Created in 1984, SETI (Search for Extraterrestrial Intelligence) is one of the longest running search for intelligent extraterrestrial life in the universe.
Using data analysis, machine learning and advanced signal detection technologies, researchers from different institutions contribute to understanding the origin of life and the evolution of intelligence. And that search has increased by more than 21,000%.
A team of scientists from the University of Manchester, UK, has managed to increase its operation to expand the search for extraterrestrial life from 1,327 to 288,315 star systems – increasing the number of stars analyzed by a factor of more than 200.
The main benefited project was the Breakthrough Listen, launched in 2015, which uses radio telescopes, optical telescopes and ultrasensitive detectors to analyze stars and galaxies close to ours in search of signs of intelligent life.
University of Manchester scientists contributed to the new distance calculations after combing data collected by the European Space Agency (ESA) about the location and distance of Earth’s celestial bodies within a radius of 33,000 light years – the limit of range of the Gaia telescope.
“Knowing the locations and distances of these additional sources greatly improves our ability to restrict the prevalence of extraterrestrial intelligence in our own galaxy and beyond. We hope that future SETI research will also make good use of this approach,” says team leader Michael Garrett, who published its results in the Monthly Notices of the Royal Astronomical Society .
“This work shows the value of combining data from different telescopes,” says SETI director Andrew Siemion.

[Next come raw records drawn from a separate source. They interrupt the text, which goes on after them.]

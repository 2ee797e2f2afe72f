//! Flag evaluation, caching, and promotion.
//!
//! `FlagService` is the single entry point the HTTP layer talks to. It is
//! built once at startup from explicit store/cache/audit handles and shared
//! across workers; it owns the read-through caching policy and the audit
//! and invalidation contract for every mutation.

pub mod cache;
pub mod evaluate;
pub mod promote;
pub mod store;
pub mod types;

pub use cache::FlagCache;
pub use store::FlagStore;
pub use types::{
    CachedFlagPage, Environment, EvaluatedFlag, FlagPage, PageSource, Pagination, Rollout,
};

use crate::app_config::LimitsConfig;
use crate::audit::{self, AuditAction, AuditRecorder};
use crate::error::ServiceError;
use crate::orm::{audit_log, flags};
use serde_json::json;

/// Audit-diff snapshot of one flag record.
pub fn flag_snapshot(record: &flags::Model) -> serde_json::Value {
    json!({
        "feature_id": record.feature_id,
        "environment": record.environment,
        "enabled": record.enabled,
        "strategy": record.strategy,
        "strategy_value": record.strategy_value,
    })
}

#[derive(Clone)]
pub struct FlagService {
    store: FlagStore,
    cache: FlagCache,
    audit: AuditRecorder,
    default_page_size: u64,
    max_page_size: u64,
}

impl FlagService {
    pub fn new(
        store: FlagStore,
        cache: FlagCache,
        audit: AuditRecorder,
        limits: &LimitsConfig,
    ) -> Self {
        Self {
            store,
            cache,
            audit,
            default_page_size: limits.default_page_size,
            max_page_size: limits.max_page_size,
        }
    }

    /// Evaluated page of a tenant's flags in one environment.
    ///
    /// Only the canonical shape (first page, default page size, no filter)
    /// goes through the cache; every other shape bypasses it entirely. A
    /// database read evaluates each record fresh and, when canonical,
    /// repopulates the cache.
    pub async fn evaluate_flags(
        &self,
        tenant_id: i32,
        env: Environment,
        page: u64,
        page_size: Option<u64>,
        filter: Option<String>,
    ) -> Result<FlagPage, ServiceError> {
        let page = page.max(1);
        let page_size = page_size
            .unwrap_or(self.default_page_size)
            .clamp(1, self.max_page_size);
        let canonical = page == 1 && page_size == self.default_page_size && filter.is_none();

        if canonical {
            if let Some(cached) = self.cache.get_page(tenant_id, env).await {
                return Ok(FlagPage {
                    source: PageSource::Cache,
                    pagination: Pagination {
                        page,
                        page_size,
                        total: cached.total,
                    },
                    items: cached.items,
                });
            }
        }

        let offset = (page - 1) * page_size;
        let (rows, total) = self
            .store
            .list(tenant_id, env, filter.as_deref(), offset, page_size)
            .await?;

        let items: Vec<EvaluatedFlag> = rows
            .into_iter()
            .map(|(flag, feature)| {
                let rollout = Rollout::from_stored(&flag.strategy, flag.strategy_value.as_ref());
                let enabled = evaluate::evaluate(tenant_id, &feature.name, flag.enabled, &rollout);
                EvaluatedFlag {
                    id: flag.id,
                    feature: feature.name,
                    description: feature.description,
                    enabled,
                }
            })
            .collect();

        if canonical {
            self.cache
                .put_page(
                    tenant_id,
                    env,
                    &CachedFlagPage {
                        items: items.clone(),
                        total,
                    },
                )
                .await;
        }

        Ok(FlagPage {
            source: PageSource::Database,
            items,
            pagination: Pagination {
                page,
                page_size,
                total,
            },
        })
    }

    /// Create or fully replace the flag for (tenant, feature, environment).
    ///
    /// The audit entry and cache invalidation both complete before this
    /// returns success.
    pub async fn upsert_flag(
        &self,
        tenant_id: i32,
        actor: &str,
        feature_id: i32,
        env: Environment,
        enabled: bool,
        rollout: Rollout,
    ) -> Result<flags::Model, ServiceError> {
        if !self.store.feature_exists(feature_id).await? {
            return Err(ServiceError::NotFound(format!(
                "Feature {} does not exist.",
                feature_id
            )));
        }

        let before = self.store.find_one(tenant_id, feature_id, env).await?;
        let (record, created) = self
            .store
            .upsert(tenant_id, feature_id, env, enabled, &rollout)
            .await?;

        let action = if created {
            AuditAction::Create
        } else {
            AuditAction::Update
        };
        let diff = audit::change_diff(
            before.as_ref().map(flag_snapshot),
            Some(flag_snapshot(&record)),
        );
        self.audit
            .record(
                tenant_id,
                actor,
                action,
                audit::ENTITY_FLAG,
                record.id.to_string(),
                Some(diff),
            )
            .await;

        self.cache.invalidate(tenant_id, env).await;

        Ok(record)
    }

    /// Delete one flag by id. A flag owned by another tenant reads as
    /// absent and nothing is mutated.
    pub async fn delete_flag(
        &self,
        tenant_id: i32,
        actor: &str,
        flag_id: i32,
    ) -> Result<(), ServiceError> {
        let existing = self
            .store
            .find_by_id(flag_id, tenant_id)
            .await?
            .ok_or_else(|| {
                ServiceError::NotFound(format!("Flag {} does not exist.", flag_id))
            })?;

        if !self.store.delete(flag_id, tenant_id).await? {
            // Lost a race with a concurrent deleter.
            return Err(ServiceError::NotFound(format!(
                "Flag {} does not exist.",
                flag_id
            )));
        }

        let diff = audit::change_diff(Some(flag_snapshot(&existing)), None);
        self.audit
            .record(
                tenant_id,
                actor,
                AuditAction::Delete,
                audit::ENTITY_FLAG,
                flag_id.to_string(),
                Some(diff),
            )
            .await;

        if let Ok(env) = existing.environment.parse::<Environment>() {
            self.cache.invalidate(tenant_id, env).await;
        }

        Ok(())
    }

    /// Promote every flag in `source` to `target` for this tenant.
    pub async fn promote(
        &self,
        tenant_id: i32,
        actor: &str,
        source: Environment,
        target: Environment,
    ) -> Result<u64, ServiceError> {
        promote::promote_environment(
            &self.store,
            &self.cache,
            &self.audit,
            tenant_id,
            actor,
            source,
            target,
        )
        .await
    }

    /// Newest-first page of the tenant's audit trail.
    pub async fn audit_trail(
        &self,
        tenant_id: i32,
        page: u64,
        page_size: Option<u64>,
    ) -> Result<(Vec<audit_log::Model>, Pagination), ServiceError> {
        let page = page.max(1);
        let page_size = page_size
            .unwrap_or(self.default_page_size)
            .clamp(1, self.max_page_size);
        let offset = (page - 1) * page_size;

        let (entries, total) = self.audit.list_for_tenant(tenant_id, offset, page_size).await?;

        Ok((
            entries,
            Pagination {
                page,
                page_size,
                total,
            },
        ))
    }
}
//! Service error taxonomy.
//!
//! Four categories cover every failure the service surfaces: bad input,
//! missing entities, natural-key races, and store failures. Cache and audit
//! failures are absorbed where they occur and never reach this type.

use sea_orm::DbErr;
use std::fmt;

#[derive(Debug)]
pub enum ServiceError {
    /// Bad or missing input; the caller can fix the request.
    Validation(String),
    /// Flag, feature, or promotion source absent (or owned by another tenant).
    NotFound(String),
    /// Concurrent upsert lost the natural-key race.
    Conflict(String),
    /// Underlying store failure. Details are logged, not surfaced.
    Database(DbErr),
}

impl ServiceError {
    /// Stable category identifier included in error responses.
    pub fn category(&self) -> &'static str {
        match self {
            ServiceError::Validation(_) => "validation_error",
            ServiceError::NotFound(_) => "not_found",
            ServiceError::Conflict(_) => "conflict",
            ServiceError::Database(_) => "internal_error",
        }
    }
}

impl fmt::Display for ServiceError {
    fn fmt(&self, f: &mut fmt::Formatter<'_>) -> fmt::Result {
        match self {
            ServiceError::Validation(msg) => write!(f, "{}", msg),
            ServiceError::NotFound(msg) => write!(f, "{}", msg),
            ServiceError::Conflict(msg) => write!(f, "{}", msg),
            // Store error codes stay in the internal log.
            ServiceError::Database(_) => write!(f, "An internal error occurred."),
        }
    }
}

impl std::error::Error for ServiceError {
    fn source(&self) -> Option<&(dyn std::error::Error + 'static)> {
        match self {
            ServiceError::Database(e) => Some(e),
            _ => None,
        }
    }
}

impl From<DbErr> for ServiceError {
    fn from(err: DbErr) -> Self {
        // A unique-violation on the (tenant, feature, environment) key means
        // a concurrent writer won the race for the same triple.
        let msg = err.to_string();
        if msg.contains("duplicate key") || msg.contains("unique constraint") {
            ServiceError::Conflict(
                "A concurrent change to the same flag was committed first.".to_string(),
            )
        } else {
            ServiceError::Database(err)
        }
    }
}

“Expanding our observations to cover almost 220 times more stars would have required a significant investment of our telescope time, not to mention the capabilities of computing to perform the analysis. The new study extracted additional information from the existing data set to take us one step closer to knowing the answer to humanity’s deepest question: Are we alone? ”
The new expanded sample now includes countless giant stars and white dwarfs that previously did not enter the search.
In addition to improving the search limits for nearby stars, the study set limits for more distant stars – with the caveat that any potential life forms inhabiting the outer limits of the galaxy would need even more powerful transmitters to be detected.
SETI’s idea is to identify extraterrestrial civilizations through radio broadcasts – like the ones we’ve been sending out since the beginning of the 20th century.
The increase in the scope of the search, in fact, is bad news for anyone who expects us to encounter such aliens.
Early: the result suggests that less than 0.04% of star systems have the potential to host advanced civilizations with radio technology equivalent or slightly more advanced than humans in the 21st century.
“Now we know that less than one in 1,600 stars in a 330 light-year radius can host transmitters just a few times more powerful than the most powerful radar we have here on Earth. Worlds inhabited with transmitters much more powerful than we can produce today they should be even more rare”, evaluates Bart Wlodarczyk-Sroka, co-author of the study.
The analysis, the researchers say, can only locate intelligent and technically advanced civilizations that use radio waves as a means of communication – they could not, for example, detect “simple” life or civilizations that have not yet developed these techniques.